FTC Seeks To Block Illumina’s Planned $7B Grail Deal

The Federal Trade Commission (FTC) filed a lawsuit Tuesday, March 30, that seeks to block Illumina’s planned US$7.1 billion acquisition of a developer of a long-sought blood test that promises to detect cancer early, reported The Wall Street Journal.

The case sets up a major test for US antitrust enforcement because Illumina’s proposed acquisition of Grail Inc. is a vertical merger of companies that don’t compete head-to-head. Most merger lawsuits involve challenges to so-called horizontal deals that involve the combination of direct rivals.

There has only been one litigated challenge to a vertical merger in more than 40 years: the Justice Department’s 2017 case against AT&T’s acquisition of Time Warner, which the government lost.

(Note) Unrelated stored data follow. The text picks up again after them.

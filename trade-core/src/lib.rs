use wasm_bindgen::prelude::*;

pub mod accounting;
pub mod agents;
pub mod config;
pub mod error;
pub mod external;
pub mod ledger;
pub mod market;
pub mod relations;
pub mod state;
pub mod tick;
pub mod types;
pub mod world;

pub use accounting::*;
pub use agents::*;
pub use config::TradeConfig;
pub use error::TradeError;
pub use external::*;
pub use ledger::*;
pub use market::*;
pub use relations::*;
pub use state::*;
pub use tick::{Simulated, TickContext, tick_all};
pub use types::*;
pub use world::*;

#[cfg(feature = "instrument")]
pub use instrument;

// ============================================================================
// WASM API - TradeSimulation
// ============================================================================

/// A ledger bundled with a table-driven world, for hosts that talk to the
/// core through JavaScript.
#[wasm_bindgen]
pub struct TradeSimulation {
    ledger: Ledger,
    world: StaticWorld,
    clock: ManualClock,
    log: NotificationLog,
}

fn environment<'a>(
    world: &'a StaticWorld,
    clock: &'a ManualClock,
    log: &'a NotificationLog,
) -> Environment<'a> {
    Environment {
        clock,
        oracle: world,
        catalog: world,
        world,
        notifier: log,
    }
}

#[wasm_bindgen]
impl TradeSimulation {
    #[wasm_bindgen(constructor)]
    pub fn new(world: StaticWorld, seed: u64) -> Self {
        // Better panic messages in browser console
        console_error_panic_hook::set_once();

        Self {
            ledger: Ledger::with_seed(TradeConfig::default(), seed),
            world,
            clock: ManualClock::default(),
            log: NotificationLog::new(),
        }
    }

    /// Create a simulation with knobs from a (possibly partial) JSON document
    #[wasm_bindgen]
    pub fn with_config(world: StaticWorld, config_json: &str, seed: u64) -> Result<TradeSimulation, JsError> {
        let mut sim = Self::new(world, seed);
        sim.ledger = Ledger::with_seed(TradeConfig::from_json(config_json)?, seed);
        Ok(sim)
    }

    #[wasm_bindgen]
    pub fn now_hours(&self) -> f64 {
        self.clock.now().hours()
    }

    /// Advance one hour. Returns the day report when midnight was crossed.
    #[wasm_bindgen]
    pub fn advance_hour(&mut self) -> Result<JsValue, JsError> {
        let report = self.step_hour();
        Ok(serde_wasm_bindgen::to_value(&report)?)
    }

    /// Advance to the next midnight
    #[wasm_bindgen]
    pub fn advance_day(&mut self) -> DayReport {
        loop {
            if let Some(report) = self.step_hour() {
                return report;
            }
        }
    }

    // === World edits ===

    #[wasm_bindgen]
    pub fn set_price(&mut self, location: &str, item: &str, price: i64) {
        self.world.set_price(location, item, price);
    }

    #[wasm_bindgen]
    pub fn set_merchant_available(&mut self, merchant: &str, available: bool) {
        self.world.set_merchant_available(merchant, available);
    }

    // === Commands ===

    #[wasm_bindgen]
    pub fn create_shop(&mut self, location: &str, investment: i64) -> Result<String, JsError> {
        let env = environment(&self.world, &self.clock, &self.log);
        Ok(self.ledger.create_shop(location.into(), investment, &env)?.0)
    }

    #[wasm_bindgen]
    pub fn stock_shop(&mut self, shop: &str, item: &str, quantity: i64) -> Result<bool, JsError> {
        let env = environment(&self.world, &self.clock, &self.log);
        Ok(self.ledger.stock_shop(&shop.into(), &item.into(), quantity, &env)?)
    }

    #[wasm_bindgen]
    pub fn hire_employee(&mut self, shop: &str, name: &str, skill: u32) -> Result<bool, JsError> {
        let employee = Employee::new(name, skill, self.ledger.config());
        let config = self.ledger.config().clone();
        Ok(self.ledger.shop_mut(&shop.into())?.hire(employee, &config)?)
    }

    #[wasm_bindgen]
    pub fn create_caravan(&mut self, leader: &str, home: &str, capital: i64) -> Result<String, JsError> {
        let env = environment(&self.world, &self.clock, &self.log);
        Ok(self
            .ledger
            .create_caravan(leader.into(), home.into(), capital, &env)?
            .0)
    }

    #[wasm_bindgen]
    pub fn send_caravan(&mut self, caravan: &str, destination: &str) -> Result<bool, JsError> {
        let env = environment(&self.world, &self.clock, &self.log);
        Ok(self
            .ledger
            .send_caravan(&caravan.into(), destination.into(), &env)?)
    }

    #[wasm_bindgen]
    pub fn assign_route(&mut self, caravan: &str, waypoints: Vec<String>, circular: bool) -> Result<TradeRoute, JsError> {
        let env = environment(&self.world, &self.clock, &self.log);
        let caravan = CaravanId::new(caravan);
        let waypoints = waypoints.into_iter().map(LocationId::from).collect();
        let route = self.ledger.plan_route(&caravan, waypoints, circular, &env)?;
        self.ledger.assign_route(&caravan, route.clone(), &env)?;
        Ok(route)
    }

    #[wasm_bindgen]
    pub fn party_configuration(&self, caravan: &str) -> Result<JsValue, JsError> {
        let config = self.ledger.party_configuration(&caravan.into());
        Ok(serde_wasm_bindgen::to_value(&config)?)
    }

    #[wasm_bindgen]
    pub fn hire_courier(&mut self, origin: &str, destination: &str, skill: u32) -> Result<String, JsError> {
        let env = environment(&self.world, &self.clock, &self.log);
        Ok(self
            .ledger
            .hire_courier(origin.into(), destination.into(), skill, &env)?
            .0)
    }

    #[wasm_bindgen]
    pub fn dispatch_courier(&mut self, courier: &str) -> Result<bool, JsError> {
        let env = environment(&self.world, &self.clock, &self.log);
        Ok(self.ledger.dispatch_courier(&courier.into(), &env)?)
    }

    #[wasm_bindgen]
    pub fn propose_agreement(
        &mut self,
        merchant: &str,
        kind: AgreementKind,
        item: &str,
        quantity: i64,
        base_price: i64,
        duration_days: f64,
    ) -> Result<String, JsError> {
        let env = environment(&self.world, &self.clock, &self.log);
        Ok(self
            .ledger
            .propose_agreement(&merchant.into(), kind, item.into(), quantity, base_price, duration_days, &env)?
            .0)
    }

    #[wasm_bindgen]
    pub fn fulfill_agreement(&mut self, merchant: &str, agreement: &str, amount: i64) -> Result<bool, JsError> {
        let env = environment(&self.world, &self.clock, &self.log);
        Ok(self
            .ledger
            .fulfill_agreement(&merchant.into(), &agreement.into(), amount, &env)?)
    }

    // === Queries ===

    #[wasm_bindgen]
    pub fn courier_report(&self, destination: &str) -> Result<JsValue, JsError> {
        let report = self.ledger.latest_courier_report(&destination.into());
        Ok(serde_wasm_bindgen::to_value(&report)?)
    }

    #[wasm_bindgen]
    pub fn profitable_routes(&self, top_n: usize) -> Result<JsValue, JsError> {
        let routes = self.ledger.profitable_routes(top_n, self.clock.now());
        Ok(serde_wasm_bindgen::to_value(&routes)?)
    }

    #[wasm_bindgen]
    pub fn forecast(&mut self, item: &str, location: &str, days_ahead: f64) -> i64 {
        let now = self.clock.now();
        self.ledger
            .forecast(&item.into(), &location.into(), days_ahead, now)
    }

    #[wasm_bindgen]
    pub fn portfolio(&self) -> PortfolioSnapshot {
        capture_portfolio(&self.ledger, self.clock.now())
    }

    #[wasm_bindgen]
    pub fn drain_notifications(&self) -> Result<JsValue, JsError> {
        Ok(serde_wasm_bindgen::to_value(&self.log.drain())?)
    }

    // === Persistence ===

    /// Serialize the ledger and the current game time
    #[wasm_bindgen]
    pub fn save(&self) -> Result<String, JsError> {
        let saved = SavedGame {
            now: self.clock.now(),
            ledger: self.ledger.snapshot(),
        };
        Ok(serde_json::to_string(&saved)?)
    }

    #[wasm_bindgen]
    pub fn load(&mut self, json: &str, seed: u64) -> Result<(), JsError> {
        let saved: SavedGame = serde_json::from_str(json)?;
        let config = self.ledger.config().clone();
        self.ledger = Ledger::restore_with_seed(saved.ledger, config, seed)?;
        self.clock.set(saved.now);
        Ok(())
    }
}

impl TradeSimulation {
    /// Couriers move every hour; everything else at midnight.
    fn step_hour(&mut self) -> Option<DayReport> {
        let day_before = self.clock.now().day_index();
        self.clock.advance_hours(1.0);
        let env = environment(&self.world, &self.clock, &self.log);
        self.ledger.advance_hour(&env);
        if env.now().day_index() > day_before {
            Some(self.ledger.advance_day(&env))
        } else {
            None
        }
    }

    pub fn ledger(&self) -> &Ledger {
        &self.ledger
    }
}

#[derive(serde::Serialize, serde::Deserialize)]
struct SavedGame {
    now: Timestamp,
    ledger: LedgerSnapshot,
}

Grail is among a number of companies that are trying to develop blood-based tests for detecting cancers early. The tests, known as liquid biopsies, look in blood samples for genetic signs of cancer.

Illumina develops and sells next-generation sequencing machines that run these tests, and the chemicals used in them. It founded Grail in 2016 and owns a 15% stake in the company. Illumina announced its intent to buy the remaining stake last year, as Grail was preparing to go public.

The FTC’s lawsuit alleges the deal would diminish innovation in the US market for multicancer early detection tests. Test developers have no choice but to use Illumina’s instruments, and because of its role as a critical supplier, Illumina could raise the prices it charges to Grail’s competitors and impede their research and development efforts, the commission alleged.